Die Alte
Das ZDF ist endlich in den 80er-Jahren angekommen, und die Emanzipation hat den Freitagabend erreicht. In keinem der 20.15-Uhr-Krimis am Freitag hatte bisher eine Frau eine Rolle gespielt, die darüber hinaus gegangen war, den Ermittlern Kaffee zu kochen oder als verstörte Angehörige eines Mordopfers verdächtig in einer Villa herumzustehen. Doch jetzt wird alles anders, denn schon lange stellte sich die Frage, warum nicht auch eine Frau das Recht haben sollte, dieselben altmodischen Klischeeverfilmungen zu spielen wie Männer.

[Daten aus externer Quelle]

//! Hands fetch outcomes back to the presentation context.
//!
//! Workers never call the consumer directly. They post a [`ForecastUpdate`]
//! into a channel, and the [`PresentationContext`] that owns the consumer
//! drains it on whichever task or thread drives it. One update is posted per
//! fetch, so the consumer hears about each fetch at most once, and exactly
//! once unless the update is suppressed as stale.

use crate::domain::model::{FailureNotification, Forecast, ForecastUpdate, UpdateOutcome};
use crate::domain::ports::{ForecastConsumer, StalePolicy};
use crate::utils::error::Result;
use std::sync::atomic::{AtomicU64, Ordering};
use std::sync::Arc;
use tokio::sync::mpsc;

/// Worker-side handle. Cheap to clone; one clone travels with each fetch.
#[derive(Debug, Clone)]
pub struct ResultDispatcher {
    tx: mpsc::UnboundedSender<ForecastUpdate>,
    latest: Arc<AtomicU64>,
}

impl ResultDispatcher {
    pub fn channel<C: ForecastConsumer>(
        policy: StalePolicy,
        consumer: C,
    ) -> (ResultDispatcher, PresentationContext<C>) {
        let (tx, rx) = mpsc::unbounded_channel();
        let latest = Arc::new(AtomicU64::new(0));

        let dispatcher = ResultDispatcher {
            tx,
            latest: Arc::clone(&latest),
        };
        let context = PresentationContext {
            rx,
            latest,
            policy,
            consumer,
            delivered: 0,
            suppressed: 0,
        };
        (dispatcher, context)
    }

    /// Tags a new fetch. Generations start at 1 and only increase.
    pub fn next_generation(&self) -> u64 {
        self.latest.fetch_add(1, Ordering::SeqCst) + 1
    }

    pub fn latest_generation(&self) -> u64 {
        self.latest.load(Ordering::SeqCst)
    }

    pub fn dispatch(&self, generation: u64, location: &str, outcome: Result<Forecast>) {
        let outcome = match outcome {
            Ok(forecast) => UpdateOutcome::Ready(forecast),
            Err(e) => {
                tracing::warn!(
                    generation,
                    "Fetch for '{}' failed: {} ({:?})",
                    location,
                    e,
                    e.category()
                );
                UpdateOutcome::Failed(FailureNotification::from(&e))
            }
        };

        let update = ForecastUpdate {
            generation,
            location: location.to_string(),
            outcome,
        };

        if self.tx.send(update).is_err() {
            tracing::warn!(
                generation,
                "Presentation context is gone, dropping update for '{}'",
                location
            );
        }
    }
}

/// Owns the consumer and the receiving end of the update channel.
pub struct PresentationContext<C> {
    rx: mpsc::UnboundedReceiver<ForecastUpdate>,
    latest: Arc<AtomicU64>,
    policy: StalePolicy,
    consumer: C,
    delivered: u64,
    suppressed: u64,
}

impl<C: ForecastConsumer> PresentationContext<C> {
    /// Delivers updates until every dispatcher handle has been dropped, then
    /// hands the consumer back.
    pub async fn run(mut self) -> C {
        while let Some(update) = self.rx.recv().await {
            self.deliver(update);
        }
        tracing::debug!(
            "Presentation context closed after {} delivered, {} suppressed",
            self.delivered,
            self.suppressed
        );
        self.consumer
    }

    /// Delivers whatever is already queued without waiting. For event loops
    /// that tick on their own schedule.
    pub fn poll(&mut self) -> usize {
        let mut count = 0;
        while let Ok(update) = self.rx.try_recv() {
            if self.deliver(update) {
                count += 1;
            }
        }
        count
    }

    /// Waits for the next update and delivers it. Returns `false` once the
    /// channel is closed.
    pub async fn next(&mut self) -> bool {
        match self.rx.recv().await {
            Some(update) => {
                self.deliver(update);
                true
            }
            None => false,
        }
    }

    fn deliver(&mut self, update: ForecastUpdate) -> bool {
        if self.policy == StalePolicy::SuppressStale {
            let latest = self.latest.load(Ordering::SeqCst);
            if update.generation < latest {
                tracing::info!(
                    "Suppressing stale result for '{}' (generation {} < {})",
                    update.location,
                    update.generation,
                    latest
                );
                self.suppressed += 1;
                return false;
            }
        }

        tracing::debug!(
            "Delivering generation {} for '{}'",
            update.generation,
            update.location
        );
        self.delivered += 1;
        self.consumer.on_forecast_ready(update);
        true
    }

    pub fn consumer(&self) -> &C {
        &self.consumer
    }

    pub fn delivered(&self) -> u64 {
        self.delivered
    }

    pub fn suppressed(&self) -> u64 {
        self.suppressed
    }
}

Die Redaktionskonferenz, in der das ZDF die neue Serie Die Chefin beschloss, stelle ich mir so vor:
– „Also gut, Katharina Böhm spielt die Kommissarin. Die war schon in Das Erbe der Guldenburgs super. Hat jemand eine Idee, wie die Serie aussehen könnte?“
– „Wir haben da noch etliche Drehbücher von Der Alte rumliegen, von denen manche erst fünfmal verfilmt wurden. Die könnten wir nochmal nehmen.“
– „Superidee. Aber ist diese Art von Fernsehen im Jahr 2012 noch zeitgemäß?“
– „Die Kommissarin könnte zusätzlich dauernd Erdnüsse essen.“
– „Das ist ja total crazy! Genau so machen wir’s!“
Und so entwickelt sich der neue Freitagskrimi des ZDF wie die meisten Freitagskrimis vor ihm auch. Die Ermittlerin steht mit ihrem Kollegen in Münchner Villen herum, wo die komplett verdächtige reiche Familie, inklusive obligatorischer rauchender Oma im Rollstuhl, verstört dreinblickt, untermalt von penetrant irritierender Psychomusik.
Die Ermittler fragen Alibis ab und stellen verbale Fallen wie aus dem Lehrbuch für Krimiautoren von 1969, in die die Einfaltspinsel von Verdächtigen pflichtgemäß reintappen.
– „Kim Landauer ist heute morgen vom Balkon gestürzt.“
– „Was? Das kann nicht sein. Warum sollte sie sich umbringen wollen?“
– „Von Selbstmord habe ich doch gar nichts gesagt.“
Doch dann, nach etwa der Hälfte der ersten Episode, muss jemand mehrere Seiten des Drehbuchs gekapert haben, und einige Elemente der Serie biegen in eine Richtung ab, die man von Autor Orkun Ertener, der viel für seinen KDD – Kriminaldauerdienst gepriesen wurde, erwartet hatte. Die Chefin bekommt ein Vor- und Privatleben und schnüffelt heimlich seit vier Jahren in eigener Sache: Damals wurde ihr Mann erschossen, ebenfalls ein Polizist, und noch immer hat niemand die genauen Umstände herausgefunden. Das wird wohl der rote Faden, der sich beiläufig durch die Serie ziehen soll.
Vorher kommt aber noch wie aus dem Nichts eine unerwartete Ladung Selbstironie, als Chefins neuer Kollege einen lebensgroßen Derrick aus Pappe in seinem Büro aufstellt.
Screenshots: ZDF
Das macht die Premiere der Chefin insgesamt noch nicht zu aufregendem oder ungewöhnlichem Fernsehen, gibt aber zumindest ein bisschen Hoffnung.
Die Chefin, heute um 20.15 Uhr im ZDF.